Prompt –
Using the data below, return all lines in which "hello" appears.

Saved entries
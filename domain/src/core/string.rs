//! String utilities for the domain layer.

/// Truncate a string to a maximum length with ellipsis (UTF-8 safe)
///
/// Uses byte length for max_len but ensures truncation occurs at valid
/// UTF-8 character boundaries.
pub fn truncate(s: &str, max_len: usize) -> String {
    if s.len() <= max_len {
        s.to_string()
    } else {
        let target = max_len.saturating_sub(3);
        let mut end = target.min(s.len());
        while end > 0 && !s.is_char_boundary(end) {
            end -= 1;
        }
        format!("{}...", &s[..end])
    }
}

/// Collapse every run of whitespace into a single space and trim the ends.
pub fn collapse_whitespace(s: &str) -> String {
    s.split_whitespace().collect::<Vec<_>>().join(" ")
}

#[cfg(test)]
mod tests {
    use super::*;

    #[test]
    fn test_truncate_ascii() {
        assert_eq!(truncate("hello", 10), "hello");
        assert_eq!(truncate("hello world", 8), "hello...");
    }

    #[test]
    fn test_truncate_multibyte() {
        assert_eq!(truncate("日本語テスト", 30), "日本語テスト");
        // 5 bytes of budget after the ellipsis lands inside '本', backs up to '日'
        assert_eq!(truncate("日本語テスト", 8), "日...");
    }

    #[test]
    fn test_collapse_whitespace() {
        assert_eq!(collapse_whitespace("  a \n\t b   c "), "a b c");
        assert_eq!(collapse_whitespace(""), "");
    }
}
#[cfg(test)]
mod tests {
    use super::*;
    use crate::use_cases::testing::{
        AgentScript, MemoryStore, RecordingSink, ScriptedExecutor, ScriptedGateway, judge_json,
    };
    use arena_domain::{JudgeMode, LearningKey, LearningRecord};

    struct Harness {
        gateway: Arc<ScriptedGateway>,
        executor: Arc<ScriptedExecutor>,
        store: Arc<MemoryStore>,
        sink: Arc<RecordingSink>,
    }

    impl Harness {
        fn new(replies: Vec<Result<String, String>>, scripts: Vec<(&str, AgentScript)>) -> Self {
            Self {
                gateway: Arc::new(ScriptedGateway::new(replies)),
                executor: Arc::new(ScriptedExecutor::new(scripts)),
                store: Arc::new(MemoryStore::default()),
                sink: Arc::new(RecordingSink::default()),
            }
        }

        fn use_case(&self, config: ArenaConfig) -> RunRaceUseCase<ScriptedGateway> {
            RunRaceUseCase::new(
                Arc::clone(&self.gateway),
                self.executor.clone(),
                self.store.clone(),
                self.store.clone(),
                config,
            )
            .with_persistence(self.sink.clone())
        }
    }

    fn three_answers() -> Vec<(&'static str, AgentScript)> {
        vec![
            (
                "agent-1",
                AgentScript::answer(
                    "Hash every record into buckets, then verify collisions explicitly.",
                    &["Check the 2 hot paths first because they dominate; therefore start there."],
                ),
            ),
            ("agent-2", AgentScript::answer("Sort the input and scan neighbours.", &[])),
            ("agent-3", AgentScript::answer("Brute force comparing pairs works fine.", &[])),
        ]
    }

    fn single_verdict() -> String {
        judge_json(&[
            ("agent-1", [9.0, 8.0, 8.0, 8.0]),
            ("agent-2", [6.0, 6.0, 6.0, 6.0]),
            ("agent-3", [5.0, 5.0, 5.0, 5.0]),
        ])
    }

    #[tokio::test]
    async fn test_full_race() {
        let h = Harness::new(vec![Ok(single_verdict())], three_answers());
        let outcome = h
            .use_case(ArenaConfig::default())
            .execute(RunRaceInput::new("Find duplicates", TaskCategory::General))
            .await
            .unwrap();

        assert_eq!(outcome.winner_id, "agent-1");
        assert_eq!(outcome.task.status(), TaskStatus::Completed);
        assert_eq!(outcome.judge.mode, JudgeMode::Single);
        assert_eq!(outcome.judge.winner().unwrap().total, 33);
        assert!(outcome.gate.passed);
        assert_eq!(outcome.baseline, 20.0);
        assert_eq!(outcome.lift, 13.0);
        assert!(outcome.learning_applied());
        assert_eq!(outcome.learning.records().len(), 2);

        let ids: Vec<_> = outcome.agent_results.iter().map(|r| r.agent_id.as_str()).collect();
        assert_eq!(ids, vec!["agent-1", "agent-2", "agent-3"]);

        assert_eq!(
            h.sink.kinds(),
            vec![
                "task_status",
                "agent_result",
                "agent_result",
                "agent_result",
                "judge_verdict",
                "learning",
                "learning"
            ]
        );
        assert_eq!(h.store.category_baseline(TaskCategory::General).await, 33.0);
    }

    #[tokio::test]
    async fn test_scenario_a_single_survivor_wins_by_default() {
        let h = Harness::new(
            vec![],
            vec![
                ("agent-1", AgentScript::Fail("rate limited".to_string())),
                ("agent-2", AgentScript::answer("Only answer.", &[])),
                ("agent-3", AgentScript::answer("   ", &[])),
            ],
        );
        let outcome = h
            .use_case(ArenaConfig::default())
            .execute(RunRaceInput::new("Anything", TaskCategory::General))
            .await
            .unwrap();

        assert_eq!(outcome.winner_id, "agent-2");
        let winner = outcome.judge.winner().unwrap();
        assert_eq!(winner.total, 20);
        assert_eq!(winner.metrics.accuracy, 5.0);
        assert_eq!(*h.gateway.sessions.lock().unwrap(), 0);

        // 20 < 26: gate fails, summary annotated, learning skipped
        assert!(!outcome.gate.passed);
        assert!(outcome.judge.summary.starts_with("won by default"));
        assert!(outcome.judge.summary.contains("[confidence gate failed: total 20 < 26"));
        assert!(!outcome.learning_applied());
        assert_eq!(*h.store.upserts.lock().unwrap(), 0);
    }

    #[tokio::test]
    async fn test_all_agents_failed() {
        let h = Harness::new(
            vec![],
            vec![
                ("agent-1", AgentScript::Fail("boom".to_string())),
                ("agent-2", AgentScript::Fail("bust".to_string())),
                ("agent-3", AgentScript::answer("", &[])),
            ],
        );
        let err = h
            .use_case(ArenaConfig::default())
            .execute(RunRaceInput::new("Anything", TaskCategory::Math))
            .await
            .unwrap_err();

        match err {
            RunRaceError::AllAgentsFailed { errors, .. } => {
                assert_eq!(errors.len(), 3);
                assert_eq!(errors[0], "agent-1: boom");
                assert_eq!(errors[2], "agent-3: empty response");
            }
            other => panic!("unexpected error: {other}"),
        }

        let kinds = h.sink.kinds();
        assert_eq!(kinds[0], "task_status");
        assert_eq!(kinds.iter().filter(|k| **k == "failure_observation").count(), 3);
        let batches = h.sink.batches.lock().unwrap();
        assert!(matches!(
            batches[0][0],
            PersistenceRecord::TaskStatus { status: TaskStatus::Failed, .. }
        ));
    }

    #[tokio::test]
    async fn test_timeout_and_panic_are_isolated() {
        let h = Harness::new(
            vec![Ok(judge_json(&[("agent-1", [8.0, 8.0, 8.0, 8.0])]))],
            vec![
                ("agent-1", AgentScript::answer("A real answer.", &[])),
                ("agent-2", AgentScript::Hang),
                ("agent-3", AgentScript::Panic),
            ],
        );
        let mut config = ArenaConfig::default();
        config.agents.timeout = Duration::from_millis(50);

        let outcome = h
            .use_case(config)
            .execute(RunRaceInput::new("Anything", TaskCategory::General))
            .await
            .unwrap();

        assert_eq!(outcome.winner_id, "agent-1");
        let errors: Vec<_> = outcome
            .agent_results
            .iter()
            .map(|r| r.error.clone().unwrap_or_default())
            .collect();
        assert_eq!(errors, vec!["", "timed out after 0.05s", "agent task aborted"]);
    }

    #[tokio::test]
    async fn test_consensus_for_coding() {
        let verdict = judge_json(&[
            ("agent-1", [9.0, 9.0, 9.0, 9.0]),
            ("agent-2", [6.0, 6.0, 6.0, 6.0]),
            ("agent-3", [5.0, 5.0, 5.0, 5.0]),
        ]);
        let h = Harness::new(
            vec![Ok(verdict.clone()), Ok(verdict.clone()), Ok(verdict)],
            three_answers(),
        );
        let outcome = h
            .use_case(ArenaConfig::default())
            .execute(RunRaceInput::new("Write a dedup function", TaskCategory::Coding))
            .await
            .unwrap();

        assert_eq!(outcome.judge.mode, JudgeMode::Consensus);
        assert_eq!(outcome.judge.panels.len(), 3);
        assert_eq!(outcome.judge.panel_agreement, 1.0);
        assert_eq!(outcome.judge.disagreement_index, 0.0);
        // coding verification blends in the (low) objective score
        assert!(outcome.judge.winner().unwrap().objective_adjustment.is_some());
        assert_eq!(*h.gateway.sessions.lock().unwrap(), 3);
    }

    #[tokio::test]
    async fn test_persistence_failure_is_not_fatal() {
        let mut h = Harness::new(vec![Ok(single_verdict())], three_answers());
        h.sink = Arc::new(RecordingSink::failing());
        let outcome = h
            .use_case(ArenaConfig::default())
            .execute(RunRaceInput::new("Find duplicates", TaskCategory::General))
            .await;
        assert!(outcome.is_ok());
    }

    #[tokio::test]
    async fn test_configuration_error_before_launch() {
        let h = Harness::new(vec![], three_answers());
        let mut config = ArenaConfig::default();
        config.agents.slots.clear();

        let err = h
            .use_case(config)
            .execute(RunRaceInput::new("Anything", TaskCategory::General))
            .await
            .unwrap_err();
        assert!(matches!(err, RunRaceError::Configuration(_)));
        assert!(h.executor.prompts.lock().unwrap().is_empty());
    }

    #[tokio::test]
    async fn test_blank_prompt_rejected() {
        let h = Harness::new(vec![], three_answers());
        let err = h
            .use_case(ArenaConfig::default())
            .execute(RunRaceInput::new("  ", TaskCategory::General))
            .await
            .unwrap_err();
        assert!(matches!(err, RunRaceError::InvalidTask(_)));
    }

    #[tokio::test]
    async fn test_prompt_carries_hints_and_learned_patterns() {
        let h = Harness::new(vec![Ok(single_verdict())], three_answers());
        let mut record = LearningRecord::new(
            LearningKey::new("agent-2", "agent-1", TaskCategory::General, "analytical"),
            "[persona:analytical][category:general][tools:none] check inputs",
        );
        record.success_rate = 0.9;
        h.store.records.lock().unwrap().push(record);

        h.use_case(ArenaConfig::default())
            .execute(RunRaceInput::new("Find duplicates", TaskCategory::General))
            .await
            .unwrap();

        let prompts = h.executor.prompts.lock().unwrap();
        assert_eq!(prompts.len(), 3);
        assert!(prompts[0].starts_with("Find duplicates\n\nGuidance:"));
        assert!(prompts[0].contains("[category:general][tools:none] check inputs"));
    }

    #[tokio::test]
    async fn test_disabled_learning_and_gate() {
        let h = Harness::new(vec![Ok(single_verdict())], three_answers());
        let mut config = ArenaConfig::default();
        config.learning.enabled = false;
        config.gate = ConfidenceGate::disabled();

        let outcome = h
            .use_case(config)
            .execute(RunRaceInput::new("Find duplicates", TaskCategory::General))
            .await
            .unwrap();
        assert!(outcome.gate.passed);
        assert_eq!(outcome.gate.reason, "confidence gate disabled");
        assert_eq!(
            outcome.learning,
            LearningOutcome::Skipped {
                reason: "learning disabled".to_string()
            }
        );
    }
}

Output of the exercise –
        assert_eq!(truncate("hello", 10), "hello");
        assert_eq!(truncate("hello world", 8), "hello...");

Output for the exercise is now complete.